Scary Stats That Caught My Attention This Week

 

In 2000, Goldman Sachs employed more than 600 traders.

There are more than 550,000 open jobs requiring computer-science skills.

  • But fewer than 50,000 computer-science majors entered the workforce last year.
  • (Source: Federal labor data analyzed by Code.org)

25% of the adult population globally is illiterate.

  • It’s why internet companies are now focusing on Voice First.
  • (Source: The Churchill Club, one of Silicon Valley’s longest-running and most successful business/social organizations)

 

Read on below for more stats on companies where reality is finally catching up to the hype.

Blue Apron

  • In June 2017 after its IPO, Blue Apron was valued as a $2 billion company.
  • They’re currently losing 200,000 customers a quarter . Even before their IPO, they were not able to retain customers for more than 6 months.
  • Their shares are now trading 80% below the IPO price of $10.
  • Not sure what’s scarier: the decline in the business or the fact that smart Wall Streeters considered this a business to begin with.
  • Chance of survival: 5%

MoviePass: If It Sounds Too Good To Be True, It Probably Is

  • In case anybody is not familiar, MoviePass offered subscribers all the movies they wanted to see – in theaters – for $9.95 a month. Until it didn’t.
  • The problem was too many subscribers, seeing too many movies.
  • Fundamental business model mistake.
  • Last week, the company ran out of money and temporarily shut down the app for a night.
  • Since then they’ve been dialing back their offerings.
  • Chance of survival: 10%

Snapchat

  • Lost 3 million active daily users in 2Q 2018.
  • Their users were not happy with the redesign of the platform.
  • Major influencers like Kylie Jenner left Snapchat to focus on Instagram.
  • However, revenue increased by 44% to $262m.
  • Not sure what gives. Need to wait another quarter.
  • Chance of survival: 70%

Instagram: about to be flooded with even more ads.

  • After Facebook experienced the biggest stock price drop in stock market history, here’s what COO, Cheryl Sandberg had to say about the company’s Instagram opportunity:
  • “When we think about Instagram, we think we have a great opportunity: 25 million Instagram business profiles, 2 million advertisers. We see both anecdotally and in the data that this is a great place for people to become aware of a product in the first place.”
  • In other words, expect a tenfold increase of ads on your Instagram feed.

 

Bottom Line.

Things are out of kilter from Wall Street to Main Street.

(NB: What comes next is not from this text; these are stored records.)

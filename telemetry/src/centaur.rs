// Copyright © 2019 Intel Corporation
//
// SPDX-License-Identifier: Apache-2.0 OR BSD-3-Clause
//

use crate::context::{MsrContext, VendorMsr};
use crate::msr_definitions::centaur::CENTAUR_MSR_DEFINITIONS;
use crate::msr_definitions::{MsrDefinition, RegisterAddress};

/// Selector written to the Zhaoxin index register for the die sensor.
const ZHAOXIN_DIE_SENSOR: u64 = 0x19;

/// Front side bus frequency in MHz by FSB_FREQ[2:0].
const FSB_FREQUENCIES: [f64; 7] = [266.67, 133.33, 200.0, 166.67, 333.33, 100.0, 400.0];

pub(crate) struct Centaur;

impl Centaur {
    fn temperature_register(ctx: &MsrContext) -> Option<RegisterAddress> {
        match (ctx.id.ext_family, ctx.id.ext_model) {
            (7, 0x6b) => {
                ctx.write_msr(RegisterAddress::ZHAOXIN_TEMPERATURE_INDEX, ZHAOXIN_DIE_SENSOR)?;
                Some(RegisterAddress::ZHAOXIN_TEMPERATURE_DATA)
            }
            (7, _) => Some(RegisterAddress::VIA_TEMPERATURE_NANO),
            (6, 0x0a | 0x0d) => Some(RegisterAddress::VIA_TEMPERATURE_C7),
            (6, 0x0f) => Some(RegisterAddress::VIA_TEMPERATURE_NANO),
            _ => None,
        }
    }
}

impl VendorMsr for Centaur {
    fn definitions(&self) -> &'static [MsrDefinition] {
        CENTAUR_MSR_DEFINITIONS.as_slice()
    }

    fn temperature(&self, ctx: &MsrContext) -> Option<f64> {
        let register = Self::temperature_register(ctx)?;
        ctx.msr(register, 23, 0).map(|t| t as f64)
    }

    fn bus_clock(&self, ctx: &MsrContext) -> Option<f64> {
        let index = ctx.msr(RegisterAddress::MSR_FSB_FREQ, 2, 0)?;
        FSB_FREQUENCIES.get(index as usize).copied()
    }

    fn microcode_version(&self, ctx: &MsrContext) -> Option<u32> {
        ctx.msr(RegisterAddress::IA32_BIOS_SIGN_ID, 63, 32).map(|v| v as u32)
    }
}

Three biggest problems are:

1. The inability to get right-skilled workers (huge drag on business, I’ve seen this firsthand)

2. Overhyped, over-inflated valuations for companies that make no sense and make no money.

3. All the free rides we’ve been getting from tech-driven companies – whether it’s Instagram or MoviePass – are coming to an end.  It’s either going to be more advertising or we have to pay for the service or we have to be comfortable having our data monetized.

One thing is for sure: THERE’S NO FREE LUNCH!  There never was and there never will be.